#### DATASET CONTENT
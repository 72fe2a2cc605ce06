//! Persistence seams. Each trait is carried in `AppState` as `Arc<dyn …>`
//! so the workflow never depends on a concrete backend.
//!
//! Default backend: `PgStore` (Postgres via sqlx). Tests use `MemoryStore`.

use async_trait::async_trait;
use thiserror::Error;
use uuid::Uuid;

use crate::models::resume::{HistoryEntry, Resume};
use crate::models::user::User;

#[cfg(test)]
pub mod memory;
pub mod postgres;

pub use postgres::PgStore;

#[derive(Debug, Error)]
pub enum StoreError {
    /// A unique key already exists.
    #[error("{0}")]
    Conflict(String),

    #[error(transparent)]
    Database(#[from] sqlx::Error),
}

/// Identity store: user records keyed by unique email.
#[async_trait]
pub trait UserStore: Send + Sync {
    async fn find_by_email(&self, email: &str) -> Result<Option<User>, StoreError>;

    /// Inserts a user with an already-hashed password.
    /// Fails with `StoreError::Conflict` when the email is taken.
    async fn create(&self, email: &str, hashed_password: &str) -> Result<User, StoreError>;
}

/// Resume records. Enforces no ownership rules itself.
#[async_trait]
pub trait ResumeStore: Send + Sync {
    async fn create(&self, owner_id: Uuid, title: &str, content: &str) -> Result<Resume, StoreError>;

    async fn get(&self, id: Uuid) -> Result<Option<Resume>, StoreError>;

    async fn list_by_owner(&self, owner_id: Uuid) -> Result<Vec<Resume>, StoreError>;

    /// Overwrites the given fields in one atomic write; a `None` field keeps
    /// its stored value. `None` if the id is unknown.
    async fn update(
        &self,
        id: Uuid,
        title: Option<&str>,
        content: Option<&str>,
    ) -> Result<Option<Resume>, StoreError>;

    /// Removes the resume together with its history. `None` if the id is unknown.
    async fn delete(&self, id: Uuid) -> Result<Option<Resume>, StoreError>;
}

/// Append-only version log for resumes.
#[async_trait]
pub trait HistoryLedger: Send + Sync {
    /// Highest recorded version, 0 if none.
    async fn max_version(&self, resume_id: Uuid) -> Result<i32, StoreError>;

    async fn append(
        &self,
        resume_id: Uuid,
        content: &str,
        version: i32,
    ) -> Result<HistoryEntry, StoreError>;

    /// Entries for a resume. Order is backend-defined.
    async fn list(&self, resume_id: Uuid) -> Result<Vec<HistoryEntry>, StoreError>;

    /// Atomically appends `content` as version `max + 1` and mirrors it into
    /// the resume's live content. Concurrent calls on one resume are serialized.
    /// `None` if the resume no longer exists.
    async fn record_improvement(
        &self,
        resume_id: Uuid,
        content: &str,
    ) -> Result<Option<HistoryEntry>, StoreError>;
}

#### EXERCISE PROMPT
In the records above, each line with the string "title" should be copied.

#### ANSWER SECTION
    async fn create(&self, owner_id: Uuid, title: &str, content: &str) -> Result<Resume, StoreError>;
        title: Option<&str>,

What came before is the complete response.